3) Chemical earnings were $1.2 billion.
I was also glad XOM repurchased $8.4 billion in equity while paying dividends of $1.9 billion during Q4 2006. Exxon paid a total of $32.6 billion to shareholders through dividends/share repurchases during 2006. Even then, XOM's cash is $32 billion (talk about minting money!)
XOM's diversified, earnings stability and strong business trends in volatile, cyclical and capital intensive segments of the energy industry make it a go-to stock for institutional investor.
When you're looking at oil companies, one important metric to keep in mind is price realization for oil, natural gas and exploration expenses. Exxon’s average oil price realization was $55.59/bbl, up $2.70/bbl from previous year. The gas price realization was $7.30/mcf, $0.46/mcf below last year. Exploration expense was $379 million, $47 million above a year ago.
US Production volumes were in line, but oil price realizations were lower than expected. Volume of international crude oil was flat in relation to prior period with increases in Europe, Canada, Africa and Russia offsetting decreases in Asia Pacific/Middle East and Other.
Production of international natural gas rose by 17% in relation to Q3 2006 primarily due to volumes in Europe more than offsetting declines in Asia and Canada. Worldwide oil and gas production fell 0.9% from a year ago, to 4.23 million boe/d, reflecting lower natural gas volumes in Europe due to unseasonably warm weather, unscheduled downtime in Alaska and Africa, and PSC effects.
The E&P segment is set to deliver strong production growth during 2007-2008, with output set to rise by 2-3% annually during the period.
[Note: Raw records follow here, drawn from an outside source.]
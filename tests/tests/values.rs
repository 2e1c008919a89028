use medi_hl7::prelude::*;
use pretty_assertions::assert_eq;
use tests::{ADT_A01, MINIMAL, ORU_R01};

#[test]
fn null_empty_and_absent_are_distinct() {
    let message = Message::parse_str(ADT_A01).unwrap();
    // PID-18 is the null sentinel
    assert_eq!(message.get("PID.18").unwrap(), None);
    assert!(message.segment("PID").unwrap().field(18).unwrap().is_null());
    // PID-2 is present and empty
    assert_eq!(message.get("PID.2").unwrap(), Some(String::new()));
    // PID-30 does not exist
    assert!(matches!(
        message.get("PID.30"),
        Err(Hl7Error::InvalidRequest(_))
    ));
    assert!(!message.exists("PID.30").unwrap());
}

#[test]
fn reads_are_decoded_and_stored_values_are_not() {
    let message = Message::parse_str(ADT_A01).unwrap();
    assert_eq!(message.get("PID.13").unwrap().as_deref(), Some("555|0100"));
    let raw = message.segment("PID").unwrap().field(13).unwrap().value();
    assert_eq!(raw, "555\\F\\0100");

    let oru = Message::parse_str(ORU_R01).unwrap();
    let note = oru
        .get_path(&Hl7Path::parse("OBX.5").unwrap().in_segment(1))
        .unwrap();
    assert_eq!(note.as_deref(), Some("fasting<BR>sample <B>ok</B>"));
}

#[test]
fn repetitions_put_get_and_remove() {
    let mut message = Message::parse_str(MINIMAL).unwrap();
    message.put("ZZ1.1(1)", Some("A")).unwrap();
    message.put("ZZ1.1(2)", Some("B")).unwrap();
    assert_eq!(message.get("ZZ1.1(1)").unwrap().as_deref(), Some("A"));
    assert_eq!(message.get("ZZ1.1(2)").unwrap().as_deref(), Some("B"));

    let field = message.segment_mut("ZZ1").unwrap().field_mut(1).unwrap();
    field.remove_repetition(1).unwrap();
    assert_eq!(field.repetition_count(), 1);
    assert!(!field.has_repetitions());
    assert_eq!(message.get("ZZ1.1").unwrap().as_deref(), Some("B"));
    assert!(message.serialize().unwrap().ends_with("ZZ1|B\r"));
}

#[test]
fn put_builds_structure_that_set_then_accepts() {
    let mut message = Message::parse_str(MINIMAL).unwrap();
    assert!(message.set("PV1.3.1", Some("WARD")).is_err());
    message.put("PV1.3.1", Some("WARD")).unwrap();
    message.set("PV1.3.1", Some("ICU")).unwrap();
    message.put("PV1.3.3", Some("B")).unwrap();
    assert_eq!(message.get("PV1.3").unwrap().as_deref(), Some("ICU^^B"));
    assert!(message.exists("PV1.3.2").unwrap());
    assert!(!message.exists("PV1.3.4").unwrap());
}

#[test]
fn pre_encoded_values_keep_delimiters_literal() {
    let mut message = Message::parse_str(MINIMAL).unwrap();
    let text = "a|b^c~d&e\\f";
    let encoded = message.encoding().borrow().encode(text);
    message.put("NTE.3", Some(&encoded)).unwrap();
    assert_eq!(message.get("NTE.3").unwrap().as_deref(), Some(text));
    let reparsed = Message::parse_str(&message.serialize().unwrap()).unwrap();
    assert_eq!(reparsed.get("NTE.3").unwrap().as_deref(), Some(text));
}

#[test]
fn segment_collection_management() {
    let mut message = Message::parse_str(ADT_A01).unwrap();
    assert_eq!(message.segments("NK1").len(), 2);
    let removed = message.remove_segment("NK1", 1).unwrap();
    assert_eq!(removed.field(2).unwrap().value(), "Doe^Baby");
    assert_eq!(message.segment_count(), 5);
    assert!(message.remove_segment("NK1", 1).is_err());

    message.add_new_segment("NK1").unwrap();
    let names: Vec<&str> = message.ordered_segments().iter().map(|s| s.name()).collect();
    assert_eq!(names, ["MSH", "EVN", "PID", "NK1", "PV1", "NK1"]);
}
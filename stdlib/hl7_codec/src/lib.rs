//! HL7 v2.x delimiter configuration and escape codec
//!
//! This crate holds the pieces every other HL7 crate builds on: the
//! [`Encoding`] delimiter set, the escape encoder/decoder and the
//! [`Hl7Error`] taxonomy.

#![warn(missing_docs)]
#![warn(rustdoc::missing_crate_level_docs)]

pub mod encoding;
pub mod error;
pub mod escape;

// Re-export the main types for convenience
pub use encoding::{detect_segment_delimiter, shared, Encoding, SharedEncoding};
pub use error::{ErrorKind, Hl7Error, Hl7Result};
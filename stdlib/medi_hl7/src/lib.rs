//! HL7 v2.x messaging for the Medi standard library.
//!
//! Re-exports the codec, tree and message crates under one name:
//!
//! ```
//! use medi_hl7::prelude::*;
//!
//! let raw = "MSH|^~\\&|LAB|HOSP|EMR|HOSP|20230101||ORU^R01|42|P|2.5\rOBX|1|NM|GLU||95\r";
//! let message = Message::parse_str(raw).unwrap();
//! assert_eq!(message.get("OBX.5").unwrap().as_deref(), Some("95"));
//!
//! let ack = message.get_ack().unwrap().unwrap();
//! assert_eq!(ack.get("MSA.2").unwrap().as_deref(), Some("42"));
//! assert!(ack.get_ack().unwrap().is_none());
//! ```

pub use hl7_ast as ast;
pub use hl7_codec as codec;
pub use hl7_parser as parser;

pub use hl7_ast::{
    Component, DelimiterKind, Element, Field, FieldContent, Placement, Segment, SubComponent,
    TrimOptions,
};
pub use hl7_codec::{
    shared, Encoding, ErrorKind, Hl7Error, Hl7Result, SharedEncoding,
};
pub use hl7_parser::{
    frame, unframe, AckCode, Hl7Path, Message, MessageHeader, ParseOptions, ParseState,
};

/// The types most callers need.
pub mod prelude {
    pub use crate::{
        AckCode, Element, Encoding, Hl7Error, Hl7Path, Hl7Result, Message, ParseOptions,
        Placement, TrimOptions,
    };
}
XOM is the largest refiner and marketer in the world and should continue to see robust profits from this business segment. The Chemicals business is high quality, typically delivering the higher returns on a global basis.
According to Goldman Sachs:
Exxon Mobil continues to execute exceptionally well in just about all facets of its business. The company's strong performance is in sharp contrast to almost all of its so called super major peers. Perhaps the only outstanding question is whether the company will be able to continue to deliver in excess of 100% production replacement, as it has for just about every year since 1994.
Exxon is expected to announce year-end 2006 reserves in the near future. In our view, Exxon Mobil's substantial E&P project portfolio we think minimizes downside risk in the event year-end proved reserve accounting does not get the company to the 100% hurdle.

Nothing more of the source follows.